Spring has arrived, despite heavy frost this morning. The daffodils are blooming along the drive, one violet has emerged, and the snowdrops are almost finished. Colour is coming back to the land, with leaves emerging and some early flowers, almost all yellow or white, coming into bloom.
This winter has been one of the coldest, snowiest and most beautiful for years. The fell tops were clean and white, with blue skies behind them. For weeks the ground was white and hard with either frost or snow, the beck was white with ice, and the ice on the pond was inches thick and cracked in a dramatic fashion after a slight thaw, ice that could bear a person's weight. The skies were big and bright and thick with stars. Outside the farm front door the view of them is impeded by the lights which come on when they sense movement, but standing still in the car park across the beck, the view of the Milky Way is spectacular, banding right across the dark sky, and the few generally recognisable constellations march across the heavens as they always have. Few people in England can now see this thrilling sight at night, because of light pollution in more heavily populated areas, and that sense of how small we are in the universe must be more difficult to come by when you cannot see the cosmos spread out above you, as people have since the earliest of times.
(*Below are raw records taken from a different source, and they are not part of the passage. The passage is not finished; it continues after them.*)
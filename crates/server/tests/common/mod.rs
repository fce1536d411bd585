//! Common test utilities for API testing.
//!
//! This module provides a test fixture that creates an in-process server
//! over a temporary database, with a manual clock shared by the service and
//! the credential factory.

use std::sync::Arc;

use axum::body::Body;
use axum::http::{Request, StatusCode};
use axum::Router;
use chrono::Utc;
use http_body_util::BodyExt;
use serde_json::Value;
use tempfile::TempDir;
use tower::ServiceExt;

use gatehouse_core::{
    auth::OPERATOR_EMAIL_HEADER,
    clock::ManualClock,
    pipeline::{BackendRegistry, PipelineKind},
    testing::{fixtures::CredentialFactory, MockTicketBackend},
    IssuanceService, NoneAuthenticator, SerializedCredential, ServiceStores,
};

/// Re-export fixtures for test convenience
pub use gatehouse_core::testing::fixtures;

/// Test fixture for API testing.
///
/// # Example
///
/// ```rust,ignore
/// #[tokio::test]
/// async fn test_list_pipelines() {
///     let fixture = TestFixture::new().await;
///
///     let response = fixture.get("/api/v1/pipelines").await;
///
///     assert_eq!(response.status, 200);
/// }
/// ```
pub struct TestFixture {
    /// The Axum router for testing
    pub router: Router,
    pub service: Arc<IssuanceService>,
    /// Mock backend serving `Pretix` pipelines
    pub backend: MockTicketBackend,
    pub clock: Arc<ManualClock>,
    pub credentials: CredentialFactory,
    /// Operator email sent with every request, if any
    pub operator: Option<String>,
    /// Temporary directory for the test database
    pub temp_dir: TempDir,
}

/// Response from a test request
#[derive(Debug)]
pub struct TestResponse {
    pub status: StatusCode,
    pub body: Value,
}

impl TestFixture {
    /// Create a new test fixture acting as the configured admin.
    pub async fn new() -> Self {
        let temp_dir = TempDir::new().expect("Failed to create temp dir");
        let db_path = temp_dir.path().join("test.db");

        let mut config = fixtures::test_config();
        config.database.path = db_path.clone();

        let clock = Arc::new(ManualClock::new(Utc::now()));
        let backend = MockTicketBackend::new();
        let mut backends = BackendRegistry::with_builtin();
        backends.register(PipelineKind::Pretix, backend.factory());

        let stores = ServiceStores::open(&db_path).expect("Failed to open stores");
        let service = Arc::new(
            IssuanceService::new(&config, stores, backends, clock.clone())
                .expect("Failed to create service"),
        );
        service.start().await.expect("Failed to start service");

        let state = Arc::new(gatehouse_server::state::AppState::new(
            config,
            Arc::new(NoneAuthenticator),
            Arc::clone(&service),
        ));
        let router = gatehouse_server::api::create_router(state);

        Self {
            router,
            service,
            backend,
            credentials: CredentialFactory::new(clock.clone(), 3600),
            clock,
            operator: Some(fixtures::ADMIN_EMAIL.to_string()),
            temp_dir,
        }
    }

    /// Same fixture acting as another operator.
    pub fn as_operator(mut self, email: Option<&str>) -> Self {
        self.operator = email.map(str::to_string);
        self
    }

    /// Credential of the event checker (holds a staff ticket in every
    /// fixture pipeline).
    pub fn checker_credential(&self) -> SerializedCredential {
        self.credentials
            .credential(&fixtures::holder(2), Some(fixtures::CHECKER_EMAIL))
    }

    /// Credential of a regular ticket holder.
    pub fn holder_credential(&self) -> SerializedCredential {
        self.credentials
            .credential(&fixtures::holder(1), Some(fixtures::HOLDER_EMAIL))
    }

    /// Create pipeline `pipeline-{prefix}` through the API.
    pub async fn create_pipeline(&self, prefix: &str) -> TestResponse {
        let draft = fixtures::draft(prefix, PipelineKind::CsvTicket);
        self.put("/api/v1/pipelines", serde_json::to_value(draft).unwrap())
            .await
    }

    /// Send a GET request to the test server.
    pub async fn get(&self, path: &str) -> TestResponse {
        self.request("GET", path, None).await
    }

    /// Send a POST request with JSON body.
    pub async fn post(&self, path: &str, body: Value) -> TestResponse {
        self.request("POST", path, Some(body)).await
    }

    /// Send a PUT request with JSON body.
    pub async fn put(&self, path: &str, body: Value) -> TestResponse {
        self.request("PUT", path, Some(body)).await
    }

    /// Send a DELETE request.
    pub async fn delete(&self, path: &str) -> TestResponse {
        self.request("DELETE", path, None).await
    }

    /// Send a POST request with raw string body (for testing malformed JSON).
    pub async fn post_raw(&self, path: &str, body: &str) -> TestResponse {
        let request = self
            .builder("POST", path)
            .header("Content-Type", "application/json")
            .body(Body::from(body.to_string()))
            .unwrap();
        self.send(request).await
    }

    /// Send a GET request and return the raw body text.
    pub async fn get_text(&self, path: &str) -> (StatusCode, String) {
        let request = self.builder("GET", path).body(Body::empty()).unwrap();
        let response = self
            .router
            .clone()
            .oneshot(request)
            .await
            .expect("Failed to send request");
        let status = response.status();
        let bytes = response
            .into_body()
            .collect()
            .await
            .expect("Failed to collect body")
            .to_bytes();
        (status, String::from_utf8_lossy(&bytes).to_string())
    }

    fn builder(&self, method: &str, path: &str) -> axum::http::request::Builder {
        let mut builder = Request::builder().method(method).uri(path);
        if let Some(operator) = &self.operator {
            builder = builder.header(OPERATOR_EMAIL_HEADER, operator);
        }
        builder
    }

    /// Send a request to the test server.
    async fn request(&self, method: &str, path: &str, body: Option<Value>) -> TestResponse {
        let mut request_builder = self.builder(method, path);

        let body = if let Some(json_body) = body {
            request_builder = request_builder.header("Content-Type", "application/json");
            Body::from(serde_json::to_vec(&json_body).unwrap())
        } else {
            Body::empty()
        };

        self.send(request_builder.body(body).unwrap()).await
    }

    async fn send(&self, request: Request<Body>) -> TestResponse {
        let response = self
            .router
            .clone()
            .oneshot(request)
            .await
            .expect("Failed to send request");

        let status = response.status();
        let body_bytes = response
            .into_body()
            .collect()
            .await
            .expect("Failed to collect body")
            .to_bytes();

        let body: Value = if body_bytes.is_empty() {
            Value::Null
        } else {
            serde_json::from_slice(&body_bytes).unwrap_or(Value::Null)
        };

        TestResponse { status, body }
    }
}

/// Helper to assert a response has expected status.
#[macro_export]
macro_rules! assert_status {
    ($response:expr, $status:expr) => {
        assert_eq!(
            $response.status, $status,
            "Expected status {:?}, got {:?}. Body: {}",
            $status,
            $response.status,
            serde_json::to_string_pretty(&$response.body).unwrap_or_default()
        );
    };
}

/// Helper to assert a JSON path equals expected value.
#[macro_export]
macro_rules! assert_json_path {
    ($json:expr, $path:expr, $expected:expr) => {
        let actual = &$json[$path];
        assert_eq!(
            actual, &$expected,
            "Path '{}' expected {:?}, got {:?}",
            $path, $expected, actual
        );
    };
}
A couple of hares were playing in the back garden recently. Apparently the brown hare is growing in numbers in many areas now because of better farming practices and more congenial environments. They are attractive creatures with powerful muscles and great speed. They looked like two brothers, teasing and bantering with each other right across the field, unaware of any human observer. The badgers are making their presence felt with pawings and rootings in the earth around their sett. There is a new large hole in the very top of the woodland, and it may be that they have moved house, or perhaps a new colony has been established. Certainly the markings are very close to the old sett, so it looks like they are still in residence there. And the deer are leaving prints in the mud down the path to the beck from one side of the new woodland to the other. One Saturday morning there was one in the back field, her auburn colouring looking so like a fox that for a moment it was deceiving. Then her size gave her away. So unafraid of humans is she that when chased away she only goes into the next field, constantly looking back to see if no one will now disturb her back where she was in the first place. And after a decent interval, back she goes, grazing in a field where the grass must be for some reason superior to that in the field next door.
Now all the trees are budding, and the hawthorns are already green in the hedges, so it is clear Spring is here. A couple of days have been as warm as summer, and as sunny. No possibility of ice now on the pond water and puddles. The new fruit garden is leafing up nicely, with the possibilities of a fruit harvest later in the year, now the bushes and trees are becoming established. Last year, the latest fruit was the autumn raspberries, which could still be picked in November. But every year for the next few will be a new experience in the fruit garden, while plantings grow and develop and come into fruiting.
The arboretum trees are a slower event. The trees there will take many years to reach maturity, but then will stay put for a century or more, if all goes well. It is good to think something has been done that will outlast the people that did it and give pleasure to future generations.